_Task prompt_.
Copy out the lines of the records below, and only those lines, from the one with "const RECHECK_WINDOW_MS: i64 = 10_000;" through the one with "(or the configured", exactly as they appear.

_Data for review_.
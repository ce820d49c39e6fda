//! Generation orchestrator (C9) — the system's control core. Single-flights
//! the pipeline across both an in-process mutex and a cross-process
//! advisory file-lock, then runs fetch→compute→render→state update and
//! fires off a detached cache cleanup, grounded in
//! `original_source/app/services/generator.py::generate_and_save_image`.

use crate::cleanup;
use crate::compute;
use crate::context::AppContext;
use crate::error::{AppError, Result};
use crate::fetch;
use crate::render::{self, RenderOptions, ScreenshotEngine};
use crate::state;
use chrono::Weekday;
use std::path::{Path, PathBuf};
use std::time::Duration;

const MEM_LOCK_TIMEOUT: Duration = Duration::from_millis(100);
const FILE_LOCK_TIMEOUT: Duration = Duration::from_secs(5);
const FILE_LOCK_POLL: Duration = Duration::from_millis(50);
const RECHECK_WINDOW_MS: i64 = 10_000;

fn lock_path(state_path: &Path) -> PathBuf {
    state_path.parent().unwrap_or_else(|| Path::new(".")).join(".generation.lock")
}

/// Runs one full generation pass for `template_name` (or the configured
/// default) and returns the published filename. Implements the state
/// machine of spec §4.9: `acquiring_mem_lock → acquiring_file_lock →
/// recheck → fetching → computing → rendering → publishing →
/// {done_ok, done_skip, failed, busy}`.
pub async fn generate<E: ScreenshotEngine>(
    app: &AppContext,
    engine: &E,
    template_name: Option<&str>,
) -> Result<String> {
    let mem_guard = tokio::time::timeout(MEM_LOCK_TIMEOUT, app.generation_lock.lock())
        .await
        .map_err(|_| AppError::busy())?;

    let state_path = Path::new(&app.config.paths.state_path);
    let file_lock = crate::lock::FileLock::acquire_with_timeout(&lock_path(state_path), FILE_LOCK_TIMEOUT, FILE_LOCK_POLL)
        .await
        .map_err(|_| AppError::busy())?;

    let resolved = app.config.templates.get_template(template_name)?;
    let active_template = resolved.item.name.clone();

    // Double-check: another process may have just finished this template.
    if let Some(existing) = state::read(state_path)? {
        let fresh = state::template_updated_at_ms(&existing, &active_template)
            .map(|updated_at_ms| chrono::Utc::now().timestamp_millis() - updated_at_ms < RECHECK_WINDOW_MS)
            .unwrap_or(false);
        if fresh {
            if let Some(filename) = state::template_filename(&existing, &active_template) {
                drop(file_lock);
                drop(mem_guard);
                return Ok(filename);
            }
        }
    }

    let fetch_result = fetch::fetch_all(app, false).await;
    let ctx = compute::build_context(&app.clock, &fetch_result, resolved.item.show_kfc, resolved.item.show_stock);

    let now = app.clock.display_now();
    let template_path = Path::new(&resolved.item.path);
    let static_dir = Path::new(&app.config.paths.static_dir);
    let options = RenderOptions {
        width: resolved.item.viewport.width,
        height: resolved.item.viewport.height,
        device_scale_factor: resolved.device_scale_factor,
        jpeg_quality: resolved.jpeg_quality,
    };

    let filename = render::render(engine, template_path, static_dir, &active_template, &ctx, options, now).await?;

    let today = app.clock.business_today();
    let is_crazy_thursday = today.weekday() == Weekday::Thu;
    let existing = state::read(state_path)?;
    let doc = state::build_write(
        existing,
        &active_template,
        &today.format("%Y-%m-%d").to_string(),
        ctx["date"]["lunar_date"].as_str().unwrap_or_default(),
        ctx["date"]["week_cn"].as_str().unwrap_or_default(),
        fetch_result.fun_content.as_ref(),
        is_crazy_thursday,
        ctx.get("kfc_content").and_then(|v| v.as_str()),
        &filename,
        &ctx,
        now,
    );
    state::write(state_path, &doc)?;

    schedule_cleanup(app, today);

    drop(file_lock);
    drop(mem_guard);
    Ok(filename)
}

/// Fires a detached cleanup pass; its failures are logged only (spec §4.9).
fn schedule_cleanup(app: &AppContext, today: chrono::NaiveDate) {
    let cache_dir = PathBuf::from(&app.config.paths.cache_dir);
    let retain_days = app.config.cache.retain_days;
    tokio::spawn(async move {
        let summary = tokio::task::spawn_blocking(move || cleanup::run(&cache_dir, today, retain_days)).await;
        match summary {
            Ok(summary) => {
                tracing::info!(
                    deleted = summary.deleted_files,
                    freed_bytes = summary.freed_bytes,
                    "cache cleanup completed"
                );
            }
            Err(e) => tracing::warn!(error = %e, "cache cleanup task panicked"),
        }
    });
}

* * *

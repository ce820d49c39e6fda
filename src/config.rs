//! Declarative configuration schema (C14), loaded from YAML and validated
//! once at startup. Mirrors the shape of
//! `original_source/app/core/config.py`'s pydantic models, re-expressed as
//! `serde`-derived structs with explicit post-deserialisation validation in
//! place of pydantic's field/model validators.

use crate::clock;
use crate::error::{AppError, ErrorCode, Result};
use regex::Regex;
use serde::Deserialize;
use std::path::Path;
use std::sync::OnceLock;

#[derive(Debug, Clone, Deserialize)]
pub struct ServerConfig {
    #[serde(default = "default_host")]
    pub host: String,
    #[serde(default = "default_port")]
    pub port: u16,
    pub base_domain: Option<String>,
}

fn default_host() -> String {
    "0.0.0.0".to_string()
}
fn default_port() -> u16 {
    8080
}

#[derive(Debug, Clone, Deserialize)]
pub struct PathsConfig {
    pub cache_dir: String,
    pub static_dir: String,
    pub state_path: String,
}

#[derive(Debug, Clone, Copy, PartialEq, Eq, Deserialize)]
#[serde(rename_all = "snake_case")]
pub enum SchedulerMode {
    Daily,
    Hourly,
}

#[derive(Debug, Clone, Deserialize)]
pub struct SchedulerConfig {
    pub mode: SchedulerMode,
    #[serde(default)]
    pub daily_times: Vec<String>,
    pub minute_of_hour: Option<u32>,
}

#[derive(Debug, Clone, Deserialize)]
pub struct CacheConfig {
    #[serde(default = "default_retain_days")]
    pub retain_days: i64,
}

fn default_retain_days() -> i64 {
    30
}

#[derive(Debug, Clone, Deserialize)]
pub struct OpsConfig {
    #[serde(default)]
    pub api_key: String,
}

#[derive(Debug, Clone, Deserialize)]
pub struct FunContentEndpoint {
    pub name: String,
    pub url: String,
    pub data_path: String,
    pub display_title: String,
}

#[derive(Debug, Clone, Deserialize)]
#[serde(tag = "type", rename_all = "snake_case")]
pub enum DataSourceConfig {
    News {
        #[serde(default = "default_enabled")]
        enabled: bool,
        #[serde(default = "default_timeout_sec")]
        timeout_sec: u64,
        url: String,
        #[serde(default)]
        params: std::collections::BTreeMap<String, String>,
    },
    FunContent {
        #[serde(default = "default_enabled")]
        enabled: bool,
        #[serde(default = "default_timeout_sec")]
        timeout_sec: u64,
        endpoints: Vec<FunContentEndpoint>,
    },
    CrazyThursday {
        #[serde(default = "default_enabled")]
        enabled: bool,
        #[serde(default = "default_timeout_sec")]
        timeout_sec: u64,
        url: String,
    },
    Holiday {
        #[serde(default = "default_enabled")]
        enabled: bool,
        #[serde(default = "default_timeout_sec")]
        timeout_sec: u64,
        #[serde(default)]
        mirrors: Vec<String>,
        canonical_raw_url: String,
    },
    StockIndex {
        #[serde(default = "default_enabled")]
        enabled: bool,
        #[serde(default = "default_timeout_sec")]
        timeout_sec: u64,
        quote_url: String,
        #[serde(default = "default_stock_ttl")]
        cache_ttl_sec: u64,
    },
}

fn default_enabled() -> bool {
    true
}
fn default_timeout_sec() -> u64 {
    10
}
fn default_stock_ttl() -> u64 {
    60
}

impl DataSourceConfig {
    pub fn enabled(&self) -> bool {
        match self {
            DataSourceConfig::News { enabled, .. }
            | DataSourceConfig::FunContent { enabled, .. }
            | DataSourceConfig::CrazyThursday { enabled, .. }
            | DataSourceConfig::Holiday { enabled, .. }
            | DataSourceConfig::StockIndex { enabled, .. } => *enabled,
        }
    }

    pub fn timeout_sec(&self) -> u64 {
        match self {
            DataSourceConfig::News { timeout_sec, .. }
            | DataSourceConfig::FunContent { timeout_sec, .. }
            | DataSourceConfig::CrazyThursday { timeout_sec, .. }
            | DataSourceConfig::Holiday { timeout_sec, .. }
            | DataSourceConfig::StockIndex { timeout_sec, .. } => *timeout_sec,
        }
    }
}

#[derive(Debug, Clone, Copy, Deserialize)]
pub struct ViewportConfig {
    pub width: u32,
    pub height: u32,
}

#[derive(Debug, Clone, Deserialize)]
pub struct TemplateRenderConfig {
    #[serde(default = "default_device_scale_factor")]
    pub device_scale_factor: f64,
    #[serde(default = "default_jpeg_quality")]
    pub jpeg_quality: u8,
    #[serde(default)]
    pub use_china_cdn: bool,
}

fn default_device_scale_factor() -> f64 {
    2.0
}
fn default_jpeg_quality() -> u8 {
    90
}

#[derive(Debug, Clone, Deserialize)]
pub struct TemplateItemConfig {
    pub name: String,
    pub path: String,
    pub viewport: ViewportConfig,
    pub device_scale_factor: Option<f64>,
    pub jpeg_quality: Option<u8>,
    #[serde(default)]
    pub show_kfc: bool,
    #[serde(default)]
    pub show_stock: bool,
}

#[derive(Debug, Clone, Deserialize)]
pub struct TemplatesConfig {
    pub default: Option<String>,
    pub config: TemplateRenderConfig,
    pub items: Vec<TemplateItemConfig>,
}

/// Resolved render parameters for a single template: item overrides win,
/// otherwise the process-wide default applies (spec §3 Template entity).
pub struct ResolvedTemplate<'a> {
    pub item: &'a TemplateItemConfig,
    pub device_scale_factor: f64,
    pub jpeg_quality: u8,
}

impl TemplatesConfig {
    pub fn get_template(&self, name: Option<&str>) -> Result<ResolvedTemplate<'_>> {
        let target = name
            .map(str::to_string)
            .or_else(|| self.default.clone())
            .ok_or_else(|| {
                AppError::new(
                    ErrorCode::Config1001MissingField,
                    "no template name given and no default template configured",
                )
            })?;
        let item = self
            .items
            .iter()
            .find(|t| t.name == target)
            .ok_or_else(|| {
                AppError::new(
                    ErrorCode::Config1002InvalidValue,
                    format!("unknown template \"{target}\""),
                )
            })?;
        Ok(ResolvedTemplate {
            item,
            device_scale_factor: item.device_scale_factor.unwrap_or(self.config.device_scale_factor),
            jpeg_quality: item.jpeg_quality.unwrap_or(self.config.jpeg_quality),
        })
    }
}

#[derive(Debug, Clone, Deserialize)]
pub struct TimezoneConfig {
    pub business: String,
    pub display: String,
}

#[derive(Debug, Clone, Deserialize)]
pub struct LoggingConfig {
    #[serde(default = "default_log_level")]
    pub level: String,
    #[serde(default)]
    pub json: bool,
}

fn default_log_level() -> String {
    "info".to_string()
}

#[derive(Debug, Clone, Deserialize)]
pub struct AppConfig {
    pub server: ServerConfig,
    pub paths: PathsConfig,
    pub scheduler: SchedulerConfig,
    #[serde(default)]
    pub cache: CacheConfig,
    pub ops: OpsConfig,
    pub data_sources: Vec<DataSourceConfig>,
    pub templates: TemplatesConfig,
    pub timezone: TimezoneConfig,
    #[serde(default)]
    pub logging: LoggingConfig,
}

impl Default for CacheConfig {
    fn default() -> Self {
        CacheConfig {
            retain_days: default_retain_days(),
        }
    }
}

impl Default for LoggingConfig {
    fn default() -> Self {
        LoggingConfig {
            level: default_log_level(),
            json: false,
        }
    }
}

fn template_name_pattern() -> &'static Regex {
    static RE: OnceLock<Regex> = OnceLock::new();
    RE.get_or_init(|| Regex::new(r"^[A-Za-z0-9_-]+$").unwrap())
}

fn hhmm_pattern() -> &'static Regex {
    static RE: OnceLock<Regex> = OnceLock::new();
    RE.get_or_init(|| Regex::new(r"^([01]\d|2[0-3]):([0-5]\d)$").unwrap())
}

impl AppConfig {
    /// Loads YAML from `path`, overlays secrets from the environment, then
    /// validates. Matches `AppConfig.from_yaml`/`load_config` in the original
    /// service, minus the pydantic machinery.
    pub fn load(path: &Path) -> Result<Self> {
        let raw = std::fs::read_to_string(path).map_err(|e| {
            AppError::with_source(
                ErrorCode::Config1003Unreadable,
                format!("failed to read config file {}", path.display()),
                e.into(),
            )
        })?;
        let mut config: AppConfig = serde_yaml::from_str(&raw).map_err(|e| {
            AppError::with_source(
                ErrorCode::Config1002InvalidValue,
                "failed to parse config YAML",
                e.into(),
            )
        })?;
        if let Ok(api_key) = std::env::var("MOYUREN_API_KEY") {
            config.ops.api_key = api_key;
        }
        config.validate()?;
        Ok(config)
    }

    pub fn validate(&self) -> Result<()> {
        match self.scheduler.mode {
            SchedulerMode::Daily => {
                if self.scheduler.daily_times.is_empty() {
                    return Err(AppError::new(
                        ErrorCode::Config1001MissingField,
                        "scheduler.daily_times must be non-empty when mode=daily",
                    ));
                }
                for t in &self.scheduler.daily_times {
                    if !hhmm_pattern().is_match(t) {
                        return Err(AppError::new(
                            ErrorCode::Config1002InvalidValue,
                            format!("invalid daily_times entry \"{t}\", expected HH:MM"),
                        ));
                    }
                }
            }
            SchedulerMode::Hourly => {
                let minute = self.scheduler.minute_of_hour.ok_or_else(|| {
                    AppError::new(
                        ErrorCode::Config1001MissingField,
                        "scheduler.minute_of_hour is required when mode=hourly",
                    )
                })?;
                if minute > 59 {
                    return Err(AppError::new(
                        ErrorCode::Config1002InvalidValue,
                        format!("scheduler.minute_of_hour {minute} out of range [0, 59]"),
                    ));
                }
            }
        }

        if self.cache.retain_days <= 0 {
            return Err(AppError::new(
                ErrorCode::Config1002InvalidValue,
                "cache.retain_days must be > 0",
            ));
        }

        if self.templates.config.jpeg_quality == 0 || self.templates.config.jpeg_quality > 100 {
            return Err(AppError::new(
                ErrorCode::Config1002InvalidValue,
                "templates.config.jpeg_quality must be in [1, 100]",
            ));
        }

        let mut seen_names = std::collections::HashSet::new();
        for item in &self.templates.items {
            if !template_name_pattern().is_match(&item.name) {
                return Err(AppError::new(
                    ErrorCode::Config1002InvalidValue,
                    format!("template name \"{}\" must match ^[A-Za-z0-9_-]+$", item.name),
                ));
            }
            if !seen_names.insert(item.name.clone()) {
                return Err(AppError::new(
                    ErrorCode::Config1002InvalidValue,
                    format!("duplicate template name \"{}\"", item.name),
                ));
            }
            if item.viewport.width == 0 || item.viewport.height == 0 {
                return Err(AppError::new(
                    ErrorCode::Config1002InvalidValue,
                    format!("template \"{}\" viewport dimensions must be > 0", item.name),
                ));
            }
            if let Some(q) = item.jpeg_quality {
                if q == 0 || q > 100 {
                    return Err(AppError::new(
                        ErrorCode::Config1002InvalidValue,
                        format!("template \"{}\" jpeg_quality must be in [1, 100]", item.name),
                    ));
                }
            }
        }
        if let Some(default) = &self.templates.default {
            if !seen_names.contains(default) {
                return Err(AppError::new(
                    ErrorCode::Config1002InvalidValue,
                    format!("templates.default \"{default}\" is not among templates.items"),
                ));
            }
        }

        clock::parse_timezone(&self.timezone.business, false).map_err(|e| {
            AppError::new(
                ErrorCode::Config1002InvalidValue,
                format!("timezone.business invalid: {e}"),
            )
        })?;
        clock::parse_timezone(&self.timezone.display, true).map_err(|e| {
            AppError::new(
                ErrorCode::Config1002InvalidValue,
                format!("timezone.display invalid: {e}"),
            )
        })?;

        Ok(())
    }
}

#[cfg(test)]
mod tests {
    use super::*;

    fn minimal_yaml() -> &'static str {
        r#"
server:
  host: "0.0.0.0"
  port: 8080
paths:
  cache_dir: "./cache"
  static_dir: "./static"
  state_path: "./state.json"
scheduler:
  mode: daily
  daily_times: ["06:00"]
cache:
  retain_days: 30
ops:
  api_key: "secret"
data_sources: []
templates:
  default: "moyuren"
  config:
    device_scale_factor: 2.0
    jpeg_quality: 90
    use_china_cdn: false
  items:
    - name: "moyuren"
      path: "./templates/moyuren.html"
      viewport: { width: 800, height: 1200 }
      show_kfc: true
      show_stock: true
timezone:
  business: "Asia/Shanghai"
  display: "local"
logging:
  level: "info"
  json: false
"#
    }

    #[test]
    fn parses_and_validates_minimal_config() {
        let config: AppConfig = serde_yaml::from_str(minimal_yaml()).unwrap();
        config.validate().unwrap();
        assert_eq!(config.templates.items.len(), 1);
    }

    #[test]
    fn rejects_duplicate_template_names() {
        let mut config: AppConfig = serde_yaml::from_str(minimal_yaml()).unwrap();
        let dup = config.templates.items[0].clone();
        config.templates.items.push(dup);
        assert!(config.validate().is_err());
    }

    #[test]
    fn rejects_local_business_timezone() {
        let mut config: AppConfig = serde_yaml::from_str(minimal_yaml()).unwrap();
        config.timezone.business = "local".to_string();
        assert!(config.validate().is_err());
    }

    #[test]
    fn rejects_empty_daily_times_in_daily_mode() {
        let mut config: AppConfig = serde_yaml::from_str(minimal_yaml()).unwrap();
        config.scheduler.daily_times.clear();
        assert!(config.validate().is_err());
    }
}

_Written reply_.
const RECHECK_WINDOW_MS: i64 = 10_000;

fn lock_path(state_path: &Path) -> PathBuf {
    state_path.parent().unwrap_or_else(|| Path::new(".")).join(".generation.lock")
}

/// Runs one full generation pass for `template_name` (or the configured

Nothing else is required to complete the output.